Nine patients with mid-gut carcinoid tumors received leukocyte interferon (IFN) i.m. daily for 90 days. Six patients clearly ameliorated in symptoms typical of the carcinoid syndrome (flushing, diarrhea, asthma) which correlated with reduced serum levels of tumor related polypeptides and urinary output of 5-hydroxyIAC. Before IFN treatment, peripheral blood mononuclear leukocytes (PBL) from carcinoid patients showed markedly deficient production of pH 2 labile IFN-.alpha. in response to Staphylococcus aureus Cowan I (SACoI) in vitro.
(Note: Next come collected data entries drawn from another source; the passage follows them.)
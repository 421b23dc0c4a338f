use std::fmt;
use std::str::FromStr;
use thiserror::Error;

/// Geographic granularity of a per-location observation.
#[derive(Debug, Clone, Copy, PartialEq, Eq, Hash)]
pub enum Scope {
    World,
    Province,
    Bezirk,
}

impl Scope {
    pub const ALL: [Scope; 3] = [Scope::World, Scope::Province, Scope::Bezirk];

    /// Tag that carries the location name for this scope.
    pub fn location_key(self) -> TagKey {
        match self {
            Scope::World => TagKey::Country,
            Scope::Province => TagKey::Province,
            Scope::Bezirk => TagKey::Bezirk,
        }
    }
}

#[derive(Debug, Clone, Copy, PartialEq, Eq, Hash)]
pub enum Measure {
    Infected,
    Death,
    FatalityRate,
    InfectionRate,
    InfectedPer100k,
}

impl Measure {
    pub const ALL: [Measure; 5] = [
        Measure::Infected,
        Measure::Death,
        Measure::FatalityRate,
        Measure::InfectionRate,
        Measure::InfectedPer100k,
    ];
}

/// National breakdowns published as (bucket, count) pairs.
#[derive(Debug, Clone, Copy, PartialEq, Eq, Hash)]
pub enum Breakdown {
    Age,
    Sex,
}

impl Breakdown {
    pub const ALL: [Breakdown; 2] = [Breakdown::Age, Breakdown::Sex];

    pub fn bucket_key(self) -> TagKey {
        match self {
            Breakdown::Age => TagKey::Group,
            Breakdown::Sex => TagKey::Sex,
        }
    }
}

/// Nation-wide totals. These carry no tags.
#[derive(Debug, Clone, Copy, PartialEq, Eq, Hash)]
pub enum Total {
    Confirmed,
    Tests,
    Healed,
    Dead,
    Hospitalized,
    IntensiveCare,
}

impl Total {
    pub const ALL: [Total; 6] = [
        Total::Confirmed,
        Total::Tests,
        Total::Healed,
        Total::Dead,
        Total::Hospitalized,
        Total::IntensiveCare,
    ];
}

/// Every metric the exporter can emit. The wire name only exists at the
/// exposition boundary, see [`MetricKind::name`].
#[derive(Debug, Clone, Copy, PartialEq, Eq, Hash)]
pub enum MetricKind {
    Scoped(Scope, Measure),
    Breakdown(Breakdown),
    Total(Total),
}

impl MetricKind {
    pub fn all() -> Vec<MetricKind> {
        let mut kinds = Vec::new();
        for scope in Scope::ALL {
            kinds.extend(Measure::ALL.map(|m| MetricKind::Scoped(scope, m)));
        }
        kinds.extend(Breakdown::ALL.map(MetricKind::Breakdown));
        kinds.extend(Total::ALL.map(MetricKind::Total));
        kinds
    }

    pub fn name(self) -> &'static str {
        use Measure::*;
        match self {
            MetricKind::Scoped(Scope::World, Infected) => "cov19_world_infected",
            MetricKind::Scoped(Scope::World, Death) => "cov19_world_death",
            MetricKind::Scoped(Scope::World, FatalityRate) => "cov19_world_fatality_rate",
            MetricKind::Scoped(Scope::World, InfectionRate) => "cov19_world_infection_rate",
            MetricKind::Scoped(Scope::World, InfectedPer100k) => "cov19_world_infected_per_100k",
            MetricKind::Scoped(Scope::Province, Infected) => "cov19_detail_infected",
            MetricKind::Scoped(Scope::Province, Death) => "cov19_detail_death",
            MetricKind::Scoped(Scope::Province, FatalityRate) => "cov19_detail_fatality_rate",
            MetricKind::Scoped(Scope::Province, InfectionRate) => "cov19_detail_infection_rate",
            MetricKind::Scoped(Scope::Province, InfectedPer100k) => "cov19_detail_infected_per_100k",
            MetricKind::Scoped(Scope::Bezirk, Infected) => "cov19_bezirk_infected",
            MetricKind::Scoped(Scope::Bezirk, Death) => "cov19_bezirk_death",
            MetricKind::Scoped(Scope::Bezirk, FatalityRate) => "cov19_bezirk_fatality_rate",
            MetricKind::Scoped(Scope::Bezirk, InfectionRate) => "cov19_bezirk_infection_rate",
            MetricKind::Scoped(Scope::Bezirk, InfectedPer100k) => "cov19_bezirk_infected_per_100k",
            MetricKind::Breakdown(Breakdown::Age) => "cov19_age_distribution",
            MetricKind::Breakdown(Breakdown::Sex) => "cov19_sex_distribution",
            MetricKind::Total(Total::Confirmed) => "cov19_confirmed",
            MetricKind::Total(Total::Tests) => "cov19_tests",
            MetricKind::Total(Total::Healed) => "cov19_healed",
            MetricKind::Total(Total::Dead) => "cov19_dead",
            MetricKind::Total(Total::Hospitalized) => "cov19_hospitalized",
            MetricKind::Total(Total::IntensiveCare) => "cov19_intensive_care",
        }
    }

    /// Tag naming the location a metric of this kind belongs to.
    /// Totals have none.
    pub fn location_key(self) -> Option<TagKey> {
        match self {
            MetricKind::Scoped(scope, _) => Some(scope.location_key()),
            MetricKind::Breakdown(_) => Some(TagKey::Country),
            MetricKind::Total(_) => None,
        }
    }
}

impl fmt::Display for MetricKind {
    fn fmt(&self, f: &mut fmt::Formatter<'_>) -> fmt::Result {
        f.write_str(self.name())
    }
}

#[derive(Debug, Error)]
#[error("unknown metric name: {0}")]
pub struct UnknownMetric(pub String);

impl FromStr for MetricKind {
    type Err = UnknownMetric;

    fn from_str(s: &str) -> Result<Self, Self::Err> {
        MetricKind::all()
            .into_iter()
            .find(|kind| kind.name() == s)
            .ok_or_else(|| UnknownMetric(s.to_string()))
    }
}

impl TryFrom<String> for MetricKind {
    type Error = UnknownMetric;

    fn try_from(value: String) -> Result<Self, Self::Error> {
        value.parse()
    }
}

impl<'de> serde::Deserialize<'de> for MetricKind {
    fn deserialize<D: serde::Deserializer<'de>>(deserializer: D) -> Result<Self, D::Error> {
        let name = String::deserialize(deserializer)?;
        MetricKind::try_from(name).map_err(serde::de::Error::custom)
    }
}

/// The closed set of tag keys. Declaration order is rendering order.
#[derive(Debug, Clone, Copy, PartialEq, Eq, PartialOrd, Ord, Hash)]
pub enum TagKey {
    Bezirk,
    Province,
    Country,
    Continent,
    Group,
    Sex,
    Latitude,
    Longitude,
}

impl TagKey {
    pub fn as_str(self) -> &'static str {
        match self {
            TagKey::Bezirk => "bezirk",
            TagKey::Province => "province",
            TagKey::Country => "country",
            TagKey::Continent => "continent",
            TagKey::Group => "group",
            TagKey::Sex => "sex",
            TagKey::Latitude => "latitude",
            TagKey::Longitude => "longitude",
        }
    }
}

impl fmt::Display for TagKey {
    fn fmt(&self, f: &mut fmt::Formatter<'_>) -> fmt::Result {
        f.write_str(self.as_str())
    }
}

/// One per-location observation as published upstream.
#[derive(Debug, Clone, PartialEq)]
pub struct RawStat {
    pub location: String,
    pub infected: u64,
    pub deaths: u64,
    pub dimensions: Vec<(TagKey, String)>,
}

impl RawStat {
    pub fn new(location: impl Into<String>, infected: u64, deaths: u64) -> Self {
        Self {
            location: location.into(),
            infected,
            deaths,
            dimensions: Vec::new(),
        }
    }

    pub fn with_dimension(mut self, key: TagKey, value: impl Into<String>) -> Self {
        self.dimensions.push((key, value.into()));
        self
    }
}

/// A row handed over by a scrape source.
#[derive(Debug, Clone, PartialEq)]
pub enum RawRow {
    Location { scope: Scope, stat: RawStat },
    Breakdown {
        kind: Breakdown,
        country: String,
        bucket: String,
        count: u64,
    },
    Total { kind: Total, value: u64 },
}

/// Reference facts for a normalized location. A population of 0 means unknown.
#[derive(Debug, Clone, Copy, PartialEq)]
pub struct LocationMetadata {
    pub population: u64,
    pub latitude: f64,
    pub longitude: f64,
}

#[cfg(test)]
mod tests {
    use super::*;

    #[test]
    fn metric_names_parse_back() {
        for kind in MetricKind::all() {
            assert_eq!(kind.name().parse::<MetricKind>().unwrap(), kind);
        }
        assert!("cov19_nonsense".parse::<MetricKind>().is_err());
    }

    #[test]
    fn metric_names_are_unique() {
        let mut names: Vec<_> = MetricKind::all().into_iter().map(MetricKind::name).collect();
        let count = names.len();
        names.sort_unstable();
        names.dedup();
        assert_eq!(names.len(), count);
    }

    #[test]
    fn totals_have_no_location_key() {
        assert_eq!(MetricKind::Total(Total::Confirmed).location_key(), None);
        assert_eq!(
            MetricKind::Scoped(Scope::Province, Measure::Infected).location_key(),
            Some(TagKey::Province)
        );
    }
}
IFN-.alpha. responses to the inducers Sendai virus and .beta.-hemolytic streptococcus group G and IFN-.gamma. responses to Lens culinaris lectin and concanavalin A were normal. Also, basal and in vitro IFN enhanced natural killer (NK) cell activity and T cell mitogen-induced cell proliferation were similar in patients and controls. During 90 days of IFN therapy, SACoI-induced IFN responses became entirely undetectable. There were transient declines at 1 and 30 days in IFN responses to the other IFN inducers, of mitogen-induced lymphocyte proliferation and of basal NK activities. The increments of NK cell activities after in vitro IFN exposure were clearly decreased in IFN treated patients, suggesting in vivo activation of these cells. The results demonstrate one remarkable abnormality in carcinoid patients: a deficient IFN response to SACoI and a clear influence of IFN therapy on several parameters of the IFN-NK system.